> **EXERCISE DESCRIPTION**
With the entries below as the source, tally the lines that contain the string "PeersError" and give the number only.

Segment Start: DATA PROVIDED

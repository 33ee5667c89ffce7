use shared_types::errors::{Classified, Severity};
use shared_types::ids::PeerId;

#[derive(Debug, Clone, thiserror::Error, PartialEq, Eq)]
pub enum PeersError {
    #[error("peer {0} is not registered")]
    UnknownPeer(PeerId),
}

impl Classified for PeersError {
    fn severity(&self) -> Severity {
        Severity::Consistency
    }
}
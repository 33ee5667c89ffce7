//! The three wire topics of §4.10, plus the AGENT_REGISTRY_TOPICS /
//! AGENT_CELL_TOPICS permission sets referenced from the key-material
//! peer-credential grants (topic names a peer's governance document
//! authorizes it to publish/subscribe).

use chrono::{DateTime, Utc};
use serde::{Deserialize, Serialize};

use shared_types::ids::CellId;
use shared_types::net::LanDescriptor;

/// Written by the registry: `{uvn_name, registry_id}`.
#[derive(Debug, Clone, PartialEq, Serialize, Deserialize)]
pub struct UvnSample {
    pub uvn_name: String,
    pub registry_id: String,
}

/// Written by each cell: its identity, applied config generation, and
/// current routing/reachability view.
#[derive(Debug, Clone, PartialEq, Serialize, Deserialize)]
pub struct CellSample {
    pub cell_id: CellId,
    pub uvn_name: String,
    pub registry_id: String,
    pub routed_networks: Vec<LanDescriptor>,
    pub reachable_networks: Vec<LanDescriptor>,
    pub unreachable_networks: Vec<LanDescriptor>,
    pub start_ts: DateTime<Utc>,
}

/// The payload of a configuration-delivery sample: either a plaintext
/// encrypted string (legacy single-field form) or a signed+encrypted
/// package of bytes (the bundle format of §4.11/§6).
#[derive(Debug, Clone, PartialEq, Serialize, Deserialize)]
pub enum BackbonePayload {
    EncryptedConfig(String),
    SignedEncryptedPackage(Vec<u8>),
}

/// Written by the registry to deliver a new configuration to one cell.
#[derive(Debug, Clone, PartialEq, Serialize, Deserialize)]
pub struct BackboneSample {
    pub target_cell_id: CellId,
    pub uvn_name: String,
    pub registry_id: String,
    pub payload: BackbonePayload,
}

/// The registry's default publish/subscribe topic grants, used to seed a
/// registry peer's governance permissions document.
pub const AGENT_REGISTRY_TOPICS: &[&str] = &["UVN", "BACKBONE"];

/// A cell agent's default publish/subscribe topic grants: it writes its
/// own `CELL` sample and reads everyone else's, plus the registry's `UVN`
/// and its own `BACKBONE` deliveries.
pub const AGENT_CELL_TOPICS: &[&str] = &["CELL", "UVN", "BACKBONE"];
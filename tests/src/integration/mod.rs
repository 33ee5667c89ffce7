mod registry_to_agent_bundle;
mod peers_controlplane_dispatch;
//! Cross-crate integration tests for the UVN coordination engine.
//!
//! Each per-crate unit test suite already covers its own invariants in
//! isolation; these exercise a full flow across crate boundaries — the
//! scenarios of spec §8 that only show up once Registry, Deployment,
//! KeyMaterial, VpnConfig, Peers and ControlPlane are wired together the
//! way the Agent actually wires them.

#![allow(unused_imports)]

pub mod integration;
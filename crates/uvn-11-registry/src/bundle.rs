//! Per-cell agent bundle and per-particle client package (§6): a tar
//! archive, xz-compressed, holding a YAML configuration file and the
//! exported identity tree. The agent config file is additionally
//! ECIES-encrypted to the recipient's own certificate before being placed
//! in the archive, so the archive itself carries no readable secret
//! beyond what the target cell can already decrypt with its own key.

use std::io::Write;

use serde::{Deserialize, Serialize};

use ipnetwork::Ipv4Network;
use shared_types::ids::{CellId, ParticleId, PeerId};
use shared_types::settings::UvnSettings;
use shared_types::timing::TimingProfile;
use uvn_02_keymaterial::KeyMaterial;
use uvn_03_deployment::PeerSlot;
use uvn_04_vpnconfig::TunnelConfig;

use crate::errors::RegistryError;

/// Everything a cell agent needs to start without contacting the registry
/// again: its own tunnel configs, its slot in the backbone deployment, and
/// the settings it applies locally.
#[derive(Debug, Clone, Serialize, Deserialize)]
pub struct AgentConfig {
    pub uvn_name: String,
    pub registry_id: String,
    pub cell_id: CellId,
    pub timing_profile: TimingProfile,
    pub settings: UvnSettings,
    /// This cell's own declared LANs, carried so the agent can confirm its
    /// host's interfaces actually cover them before bringing up tunnels
    /// (§4.11 startup check) without contacting the registry again.
    pub allowed_lans: Vec<Ipv4Network>,
    pub root_vpn: Option<TunnelConfig>,
    pub particles_vpn: Option<TunnelConfig>,
    pub backbone_vpn: Vec<TunnelConfig>,
    pub backbone_slot: PeerSlot,
}

/// A particle only ever gets a WireGuard client config plus its identity —
/// never an `AgentConfig` — since it has no tunnels, router, or
/// control-plane participation of its own (it just dials in, §3).
#[derive(Debug, Clone, Serialize, Deserialize)]
pub struct ParticlePackage {
    pub uvn_name: String,
    pub registry_id: String,
    pub particle_id: ParticleId,
    pub particles_vpn: TunnelConfig,
}

/// Builds the tar.xz archive for a cell: the ECIES-encrypted `AgentConfig`
/// plus the cell's exported `(cert, key)` pair and both CA certificates
/// (never CA private keys, §3 Ownership).
pub fn build_cell_bundle(keymat: &KeyMaterial, cell_id: CellId, config: &AgentConfig) -> Result<Vec<u8>, RegistryError> {
    let peer = PeerId::Cell(cell_id);
    let plaintext = serde_yaml::to_vec(config).map_err(|e| RegistryError::Archive(e.to_string()))?;
    let encrypted = keymat.encrypt_file(peer, &plaintext)?;
    let encrypted_json = serde_json::to_vec(&encrypted).map_err(|e| RegistryError::Archive(e.to_string()))?;

    let (cert_pem, key_pem) = keymat.peer(peer)?.exported_identity();
    archive(&[
        ("agent.yaml.enc", encrypted_json.as_slice()),
        ("identity/cell.cert.pem", cert_pem.as_bytes()),
        ("identity/cell.key.pem", key_pem.as_bytes()),
        ("identity/identity-ca.cert.pem", keymat.identity_ca_cert().as_bytes()),
        ("identity/permissions-ca.cert.pem", keymat.permissions_ca_cert().as_bytes()),
        ("identity/governance.signed", keymat.governance_document()),
    ])
}

/// Builds the client package for a particle: its WireGuard config in the
/// clear (a particle has no private key of its own to decrypt a sealed
/// config with, unlike a cell) plus its issued identity.
pub fn build_particle_package(
    keymat: &KeyMaterial,
    particle_id: ParticleId,
    package: &ParticlePackage,
) -> Result<Vec<u8>, RegistryError> {
    let peer = PeerId::Particle(particle_id);
    let plaintext = serde_yaml::to_vec(package).map_err(|e| RegistryError::Archive(e.to_string()))?;
    let (cert_pem, key_pem) = keymat.peer(peer)?.exported_identity();
    archive(&[
        ("particle.yaml", plaintext.as_slice()),
        ("identity/particle.cert.pem", cert_pem.as_bytes()),
        ("identity/particle.key.pem", key_pem.as_bytes()),
        ("identity/identity-ca.cert.pem", keymat.identity_ca_cert().as_bytes()),
    ])
}

fn archive(entries: &[(&str, &[u8])]) -> Result<Vec<u8>, RegistryError> {
    let mut builder = tar::Builder::new(Vec::new());
    for (name, content) in entries {
        let mut header = tar::Header::new_gnu();
        header.set_size(content.len() as u64);
        header.set_mode(0o600);
        header.set_cksum();
        builder
            .append_data(&mut header, name, *content)
            .map_err(|e| RegistryError::Archive(e.to_string()))?;
    }
    let tar_bytes = builder.into_inner().map_err(|e| RegistryError::Archive(e.to_string()))?;

    let mut encoder = xz2::write::XzEncoder::new(Vec::new(), 6);
    encoder.write_all(&tar_bytes).map_err(|e| RegistryError::Archive(e.to_string()))?;
    encoder.finish().map_err(|e| RegistryError::Archive(e.to_string()))
}

#[cfg(test)]
mod tests {
    use super::*;
    use shared_types::ids::CellId;

    #[test]
    fn cell_bundle_contains_identity_tree_and_encrypted_config() {
        let mut keymat = KeyMaterial::init("uvn-home").unwrap();
        let id = CellId::new(1);
        keymat.assert_peer(PeerId::Cell(id), &["CELL_ID"], &["UVN_ID", "BACKBONE"]).unwrap();

        let config = AgentConfig {
            uvn_name: "home".to_string(),
            registry_id: "gen-1".to_string(),
            cell_id: id,
            timing_profile: TimingProfile::Default,
            settings: UvnSettings::default(),
            allowed_lans: vec![],
            root_vpn: None,
            particles_vpn: None,
            backbone_vpn: vec![],
            backbone_slot: PeerSlot::default(),
        };
        let bundle = build_cell_bundle(&keymat, id, &config).unwrap();
        assert!(!bundle.is_empty());

        let decompressed = {
            let mut decoder = xz2::read::XzDecoder::new(bundle.as_slice());
            let mut out = Vec::new();
            std::io::Read::read_to_end(&mut decoder, &mut out).unwrap();
            out
        };
        let mut archive = tar::Archive::new(decompressed.as_slice());
        let names: Vec<String> = archive
            .entries()
            .unwrap()
            .map(|e| e.unwrap().path().unwrap().to_string_lossy().into_owned())
            .collect();
        assert!(names.contains(&"agent.yaml.enc".to_string()));
        assert!(names.contains(&"identity/cell.cert.pem".to_string()));
    }
}
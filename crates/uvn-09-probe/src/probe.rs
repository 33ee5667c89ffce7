//! ICMP-echo reachability probing (§4.9), grounded on the reference
//! `UvnPeersTester.run`: for every remote LAN gateway, a handful of pings
//! decide reachable vs unreachable; a successful ping's route is also
//! queried for its next hop, cached for display purposes only.

use std::collections::BTreeMap;
use std::net::Ipv4Addr;

use shared_types::exec::{stdout_string, succeeded, CommandRunner};
use shared_types::net::LanDescriptor;

use crate::errors::ProbeError;

const DEFAULT_ECHO_COUNT: u8 = 3;
const DEFAULT_TIMEOUT_SECS: u8 = 2;

#[derive(Debug, Clone, Default, PartialEq, Eq)]
pub struct ProbeResult {
    pub reachable: Vec<LanDescriptor>,
    pub unreachable: Vec<LanDescriptor>,
}

pub struct ReachabilityProbe<R: CommandRunner> {
    runner: R,
    echo_count: u8,
    timeout_secs: u8,
    next_hops: BTreeMap<Ipv4Addr, Ipv4Addr>,
}

impl<R: CommandRunner> ReachabilityProbe<R> {
    pub fn new(runner: R) -> Self {
        Self {
            runner,
            echo_count: DEFAULT_ECHO_COUNT,
            timeout_secs: DEFAULT_TIMEOUT_SECS,
            next_hops: BTreeMap::new(),
        }
    }

    fn ping(&self, gateway: Ipv4Addr) -> Result<bool, ProbeError> {
        let count = self.echo_count.to_string();
        let timeout = self.timeout_secs.to_string();
        let addr = gateway.to_string();
        let out = self
            .runner
            .run("ping", &["-c", &count, "-W", &timeout, &addr])
            .map_err(|e| ProbeError::PingFailed(addr.clone(), e.to_string()))?;
        Ok(succeeded(&out))
    }

    fn next_hop(&self, gateway: Ipv4Addr) -> Result<Option<Ipv4Addr>, ProbeError> {
        let addr = gateway.to_string();
        let out = self
            .runner
            .run("ip", &["route", "get", &addr])
            .map_err(|e| ProbeError::NextHopFailed(addr.clone(), e.to_string()))?;
        if !succeeded(&out) {
            return Ok(None);
        }
        Ok(parse_next_hop(&stdout_string(&out)))
    }

    /// Pings every LAN's gateway, partitions reachable vs unreachable, and
    /// caches the next hop of each gateway that answered.
    #[tracing::instrument(skip_all, fields(targets = targets.len()))]
    pub fn probe(&mut self, targets: &[LanDescriptor]) -> Result<ProbeResult, ProbeError> {
        let mut result = ProbeResult::default();
        for lan in targets {
            if self.ping(lan.gateway)? {
                if let Some(next_hop) = self.next_hop(lan.gateway)? {
                    self.next_hops.insert(lan.gateway, next_hop);
                }
                let mut reached = lan.clone();
                reached.next_hop = self.next_hops.get(&lan.gateway).copied();
                result.reachable.push(reached);
            } else {
                result.unreachable.push(lan.clone());
            }
        }
        tracing::info!(reachable = result.reachable.len(), unreachable = result.unreachable.len(), "probe complete");
        Ok(result)
    }

    pub fn cached_next_hop(&self, gateway: Ipv4Addr) -> Option<Ipv4Addr> {
        self.next_hops.get(&gateway).copied()
    }
}

fn parse_next_hop(output: &str) -> Option<Ipv4Addr> {
    let mut tokens = output.split_whitespace();
    while let Some(token) = tokens.next() {
        if token == "via" {
            return tokens.next().and_then(|s| s.parse().ok());
        }
    }
    None
}

#[cfg(test)]
mod tests {
    use super::*;
    use shared_types::exec::fake::{FakeCommandRunner, ScriptedOutput};
    use shared_types::net::NicDescriptor;

    fn lan(gateway: &str) -> LanDescriptor {
        LanDescriptor {
            nic: NicDescriptor::new("eth1"),
            gateway: gateway.parse().unwrap(),
            next_hop: None,
        }
    }

    #[test]
    fn reachable_gateway_is_partitioned_correctly_with_cached_next_hop() {
        let runner = FakeCommandRunner::new();
        runner.push(ScriptedOutput::ok("")); // ping ok
        runner.push(ScriptedOutput::ok("192.168.1.1 via 10.0.0.1 dev uwg-b0")); // ip route get
        let mut probe = ReachabilityProbe::new(runner);
        let result = probe.probe(&[lan("192.168.1.1")]).unwrap();
        assert_eq!(result.reachable.len(), 1);
        assert!(result.unreachable.is_empty());
        assert_eq!(result.reachable[0].next_hop, Some("10.0.0.1".parse().unwrap()));
        assert_eq!(probe.cached_next_hop("192.168.1.1".parse().unwrap()), Some("10.0.0.1".parse().unwrap()));
    }

    #[test]
    fn unreachable_gateway_is_partitioned_without_next_hop_lookup() {
        let runner = FakeCommandRunner::new();
        runner.push(ScriptedOutput::err("100% packet loss"));
        let mut probe = ReachabilityProbe::new(runner);
        let result = probe.probe(&[lan("192.168.1.1")]).unwrap();
        assert!(result.reachable.is_empty());
        assert_eq!(result.unreachable.len(), 1);
        assert_eq!(probe.runner.calls().len(), 1);
    }

    #[test]
    fn multiple_targets_are_each_probed_independently() {
        let runner = FakeCommandRunner::new();
        runner.push(ScriptedOutput::ok(""));
        runner.push(ScriptedOutput::ok("via 10.0.0.1"));
        runner.push(ScriptedOutput::err("timeout"));
        let mut probe = ReachabilityProbe::new(runner);
        let result = probe.probe(&[lan("192.168.1.1"), lan("192.168.2.1")]).unwrap();
        assert_eq!(result.reachable.len(), 1);
        assert_eq!(result.unreachable.len(), 1);
    }
}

Segment End: DATA PROVIDED

> **RESULT OF THIS EXERCISE**
2